Provided material -
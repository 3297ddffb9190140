//! Trait for instrument shapes that can be valued.
//!
//! Designed for static dispatch: the closed `Instrument` enum in
//! `finaml_models` matches exhaustively over its shapes and forwards to each
//! shape's implementation. Do not box this trait.

/// Present and future value of a single instrument shape.
///
/// # Examples
/// ```
/// use finaml_core::traits::Valuable;
///
/// struct Cash(f64);
///
/// impl Valuable for Cash {
///     fn present_value(&self) -> f64 {
///         self.0
///     }
///
///     fn future_value(&self, periods: f64, growth_rate: f64) -> f64 {
///         self.0 * (1.0 + growth_rate).powf(periods)
///     }
/// }
///
/// let cash = Cash(100.0);
/// assert_eq!(cash.present_value(), 100.0);
/// assert!((cash.future_value(1.0, 0.1) - 110.0).abs() < 1e-12);
/// ```
pub trait Valuable {
    /// Current worth of the instrument.
    ///
    /// # Invariants
    /// - Pure and deterministic
    fn present_value(&self) -> f64;

    /// Projected worth after `periods` compounding periods.
    ///
    /// Shapes with their own growth driver (bonds compound at their coupon)
    /// may ignore `growth_rate`.
    fn future_value(&self, periods: f64, growth_rate: f64) -> f64;
}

The problem - Give back, word for word, the lines of the records that run from the one holding "fn future_value(&self, periods: f64, growth_rate: f64) -> f64;" to the very last.

Solution for this task -
    fn future_value(&self, periods: f64, growth_rate: f64) -> f64;
}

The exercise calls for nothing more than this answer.